● Instructions for the task: Lines after the one containing "pub fn new(substrate: Arc<S>, deps: ServerDeps)" are to be omitted; print exactly each line from the start of the records up to and including it.

[Opening Records shown section]

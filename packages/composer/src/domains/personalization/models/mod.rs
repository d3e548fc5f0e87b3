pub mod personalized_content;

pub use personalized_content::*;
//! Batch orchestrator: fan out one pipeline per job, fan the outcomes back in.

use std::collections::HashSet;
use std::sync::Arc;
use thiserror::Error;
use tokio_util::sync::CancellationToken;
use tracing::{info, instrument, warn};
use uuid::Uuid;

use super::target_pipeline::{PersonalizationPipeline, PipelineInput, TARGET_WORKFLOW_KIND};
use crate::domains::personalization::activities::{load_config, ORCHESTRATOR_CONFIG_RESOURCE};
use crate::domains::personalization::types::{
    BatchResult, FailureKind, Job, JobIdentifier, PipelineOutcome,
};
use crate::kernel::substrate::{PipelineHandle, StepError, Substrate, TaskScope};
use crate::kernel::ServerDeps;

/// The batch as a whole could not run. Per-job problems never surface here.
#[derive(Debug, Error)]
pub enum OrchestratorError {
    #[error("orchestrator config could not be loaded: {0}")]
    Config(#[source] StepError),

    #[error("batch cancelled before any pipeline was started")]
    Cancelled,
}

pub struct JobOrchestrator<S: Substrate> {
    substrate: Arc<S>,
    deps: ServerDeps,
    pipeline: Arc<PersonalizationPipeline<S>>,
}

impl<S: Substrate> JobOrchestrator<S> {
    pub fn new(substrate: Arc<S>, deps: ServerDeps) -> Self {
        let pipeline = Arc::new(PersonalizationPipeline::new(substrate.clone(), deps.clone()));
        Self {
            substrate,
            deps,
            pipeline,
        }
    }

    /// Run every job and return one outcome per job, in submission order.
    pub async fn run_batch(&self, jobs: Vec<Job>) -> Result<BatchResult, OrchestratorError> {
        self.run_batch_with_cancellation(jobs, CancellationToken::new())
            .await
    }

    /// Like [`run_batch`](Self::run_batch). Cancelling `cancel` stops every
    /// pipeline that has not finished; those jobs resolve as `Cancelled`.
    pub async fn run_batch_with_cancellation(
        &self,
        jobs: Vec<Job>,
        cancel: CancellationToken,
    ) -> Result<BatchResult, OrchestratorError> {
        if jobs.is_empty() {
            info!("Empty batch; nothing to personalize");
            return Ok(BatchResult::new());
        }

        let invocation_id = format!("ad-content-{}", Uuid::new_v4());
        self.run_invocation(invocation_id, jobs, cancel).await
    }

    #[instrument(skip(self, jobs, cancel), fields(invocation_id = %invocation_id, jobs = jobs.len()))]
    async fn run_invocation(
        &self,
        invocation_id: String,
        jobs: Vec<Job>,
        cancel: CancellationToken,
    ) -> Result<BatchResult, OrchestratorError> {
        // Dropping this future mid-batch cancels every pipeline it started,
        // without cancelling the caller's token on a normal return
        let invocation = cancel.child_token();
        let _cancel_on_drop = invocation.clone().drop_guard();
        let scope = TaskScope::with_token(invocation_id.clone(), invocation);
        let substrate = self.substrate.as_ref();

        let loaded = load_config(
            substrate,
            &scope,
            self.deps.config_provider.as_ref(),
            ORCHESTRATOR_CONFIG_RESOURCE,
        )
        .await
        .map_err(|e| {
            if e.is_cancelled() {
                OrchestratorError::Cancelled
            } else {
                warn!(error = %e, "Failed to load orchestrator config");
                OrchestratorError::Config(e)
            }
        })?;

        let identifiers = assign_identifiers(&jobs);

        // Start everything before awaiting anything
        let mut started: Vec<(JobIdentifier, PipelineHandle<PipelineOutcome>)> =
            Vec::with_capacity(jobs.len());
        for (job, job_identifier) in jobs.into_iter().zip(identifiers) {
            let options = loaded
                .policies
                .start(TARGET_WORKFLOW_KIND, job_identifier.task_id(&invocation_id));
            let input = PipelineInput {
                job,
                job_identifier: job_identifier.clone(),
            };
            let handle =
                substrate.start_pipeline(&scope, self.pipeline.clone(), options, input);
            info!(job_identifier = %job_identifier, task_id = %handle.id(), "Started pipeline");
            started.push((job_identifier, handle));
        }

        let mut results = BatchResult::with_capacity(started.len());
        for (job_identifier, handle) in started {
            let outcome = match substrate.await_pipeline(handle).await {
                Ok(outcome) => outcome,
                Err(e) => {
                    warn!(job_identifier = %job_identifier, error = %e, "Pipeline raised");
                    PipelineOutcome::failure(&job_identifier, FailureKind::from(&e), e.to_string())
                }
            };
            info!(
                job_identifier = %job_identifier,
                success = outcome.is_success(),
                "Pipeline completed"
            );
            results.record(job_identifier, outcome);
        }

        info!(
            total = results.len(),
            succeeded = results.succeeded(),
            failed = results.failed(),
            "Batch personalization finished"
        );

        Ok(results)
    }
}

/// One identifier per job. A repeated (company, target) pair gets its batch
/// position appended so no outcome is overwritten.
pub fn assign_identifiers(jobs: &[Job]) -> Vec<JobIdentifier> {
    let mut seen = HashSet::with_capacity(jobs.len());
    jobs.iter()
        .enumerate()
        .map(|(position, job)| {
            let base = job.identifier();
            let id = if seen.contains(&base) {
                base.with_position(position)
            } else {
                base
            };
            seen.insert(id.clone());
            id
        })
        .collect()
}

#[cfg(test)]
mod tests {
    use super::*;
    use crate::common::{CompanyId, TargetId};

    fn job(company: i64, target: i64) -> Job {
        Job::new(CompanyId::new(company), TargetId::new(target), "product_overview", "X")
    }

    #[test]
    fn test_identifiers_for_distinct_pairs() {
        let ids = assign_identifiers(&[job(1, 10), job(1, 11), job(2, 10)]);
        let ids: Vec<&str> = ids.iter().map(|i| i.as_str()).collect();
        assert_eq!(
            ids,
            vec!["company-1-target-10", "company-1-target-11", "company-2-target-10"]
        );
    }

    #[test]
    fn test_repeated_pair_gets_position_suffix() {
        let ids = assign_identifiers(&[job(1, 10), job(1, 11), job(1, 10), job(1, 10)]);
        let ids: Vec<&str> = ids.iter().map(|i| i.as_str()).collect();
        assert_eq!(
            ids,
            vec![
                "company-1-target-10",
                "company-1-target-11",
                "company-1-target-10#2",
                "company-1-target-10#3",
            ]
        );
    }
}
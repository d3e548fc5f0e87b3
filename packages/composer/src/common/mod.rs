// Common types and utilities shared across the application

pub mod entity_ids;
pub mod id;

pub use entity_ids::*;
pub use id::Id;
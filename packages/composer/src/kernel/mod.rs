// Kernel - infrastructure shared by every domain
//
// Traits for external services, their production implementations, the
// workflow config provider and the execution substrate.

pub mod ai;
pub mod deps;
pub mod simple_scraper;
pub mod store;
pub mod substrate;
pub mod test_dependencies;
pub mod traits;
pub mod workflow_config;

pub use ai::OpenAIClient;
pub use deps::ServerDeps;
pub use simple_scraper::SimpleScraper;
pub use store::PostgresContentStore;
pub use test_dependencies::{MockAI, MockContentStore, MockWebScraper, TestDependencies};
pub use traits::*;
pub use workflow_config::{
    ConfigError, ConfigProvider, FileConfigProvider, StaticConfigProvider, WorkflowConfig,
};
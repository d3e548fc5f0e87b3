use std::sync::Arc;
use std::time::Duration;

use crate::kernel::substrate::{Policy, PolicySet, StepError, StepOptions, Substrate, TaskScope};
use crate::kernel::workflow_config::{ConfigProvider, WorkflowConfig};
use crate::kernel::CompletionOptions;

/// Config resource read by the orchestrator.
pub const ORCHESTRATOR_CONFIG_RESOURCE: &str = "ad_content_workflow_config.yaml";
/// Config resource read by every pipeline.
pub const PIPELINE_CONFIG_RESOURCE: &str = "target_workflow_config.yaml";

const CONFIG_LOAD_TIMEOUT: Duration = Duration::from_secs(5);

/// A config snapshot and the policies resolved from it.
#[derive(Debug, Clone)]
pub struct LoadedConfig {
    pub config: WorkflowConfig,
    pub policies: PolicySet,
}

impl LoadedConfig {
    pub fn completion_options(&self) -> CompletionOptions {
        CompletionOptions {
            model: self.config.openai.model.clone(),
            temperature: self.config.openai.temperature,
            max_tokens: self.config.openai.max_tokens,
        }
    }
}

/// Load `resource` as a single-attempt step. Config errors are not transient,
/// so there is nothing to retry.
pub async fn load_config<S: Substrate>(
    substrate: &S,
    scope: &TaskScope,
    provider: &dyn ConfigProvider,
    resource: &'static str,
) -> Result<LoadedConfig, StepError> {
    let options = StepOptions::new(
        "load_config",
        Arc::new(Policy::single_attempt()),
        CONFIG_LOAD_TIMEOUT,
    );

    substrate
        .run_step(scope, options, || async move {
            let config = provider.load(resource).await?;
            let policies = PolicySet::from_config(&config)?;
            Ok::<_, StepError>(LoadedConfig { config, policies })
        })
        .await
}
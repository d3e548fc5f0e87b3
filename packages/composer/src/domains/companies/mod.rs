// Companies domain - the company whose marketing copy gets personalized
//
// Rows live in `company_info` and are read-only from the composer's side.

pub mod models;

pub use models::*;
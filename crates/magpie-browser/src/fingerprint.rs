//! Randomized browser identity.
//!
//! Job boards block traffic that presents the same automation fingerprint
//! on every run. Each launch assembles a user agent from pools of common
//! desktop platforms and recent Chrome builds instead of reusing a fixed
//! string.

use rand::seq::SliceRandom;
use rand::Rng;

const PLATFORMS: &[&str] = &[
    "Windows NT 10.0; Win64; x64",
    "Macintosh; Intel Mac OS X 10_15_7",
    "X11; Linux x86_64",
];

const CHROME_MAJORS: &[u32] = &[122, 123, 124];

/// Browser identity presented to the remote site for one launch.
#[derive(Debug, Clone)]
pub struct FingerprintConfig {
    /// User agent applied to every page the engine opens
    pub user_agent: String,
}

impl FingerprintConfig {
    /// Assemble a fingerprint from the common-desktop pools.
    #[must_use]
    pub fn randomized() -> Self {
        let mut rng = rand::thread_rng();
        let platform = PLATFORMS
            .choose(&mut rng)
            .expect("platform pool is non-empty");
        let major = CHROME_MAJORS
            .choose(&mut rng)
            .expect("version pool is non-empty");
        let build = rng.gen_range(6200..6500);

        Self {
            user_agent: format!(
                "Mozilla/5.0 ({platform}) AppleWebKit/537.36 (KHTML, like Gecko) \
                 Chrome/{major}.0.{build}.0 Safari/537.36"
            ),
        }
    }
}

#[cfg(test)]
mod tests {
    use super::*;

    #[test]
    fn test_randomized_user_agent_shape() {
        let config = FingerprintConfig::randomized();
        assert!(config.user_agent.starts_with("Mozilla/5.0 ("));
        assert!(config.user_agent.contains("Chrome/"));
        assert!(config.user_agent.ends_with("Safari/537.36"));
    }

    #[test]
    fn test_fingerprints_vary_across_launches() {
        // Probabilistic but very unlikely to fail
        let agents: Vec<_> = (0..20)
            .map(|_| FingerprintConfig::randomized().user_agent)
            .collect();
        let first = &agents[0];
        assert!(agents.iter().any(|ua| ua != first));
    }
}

[Closing Records shown section]

● Expected answer:
filename packages/composer/src/domains/personalization/models/mod.rs
repository d3e548fc5f0e87b3
pub mod personalized_content;

pub use personalized_content::*;
//! Batch orchestrator: fan out one pipeline per job, fan the outcomes back in.

use std::collections::HashSet;
use std::sync::Arc;
use thiserror::Error;
use tokio_util::sync::CancellationToken;
use tracing::{info, instrument, warn};
use uuid::Uuid;

use super::target_pipeline::{PersonalizationPipeline, PipelineInput, TARGET_WORKFLOW_KIND};
use crate::domains::personalization::activities::{load_config, ORCHESTRATOR_CONFIG_RESOURCE};
use crate::domains::personalization::types::{
    BatchResult, FailureKind, Job, JobIdentifier, PipelineOutcome,
};
use crate::kernel::substrate::{PipelineHandle, StepError, Substrate, TaskScope};
use crate::kernel::ServerDeps;

/// The batch as a whole could not run. Per-job problems never surface here.
#[derive(Debug, Error)]
pub enum OrchestratorError {
    #[error("orchestrator config could not be loaded: {0}")]
    Config(#[source] StepError),

    #[error("batch cancelled before any pipeline was started")]
    Cancelled,
}

pub struct JobOrchestrator<S: Substrate> {
    substrate: Arc<S>,
    deps: ServerDeps,
    pipeline: Arc<PersonalizationPipeline<S>>,
}

impl<S: Substrate> JobOrchestrator<S> {
    pub fn new(substrate: Arc<S>, deps: ServerDeps) -> Self {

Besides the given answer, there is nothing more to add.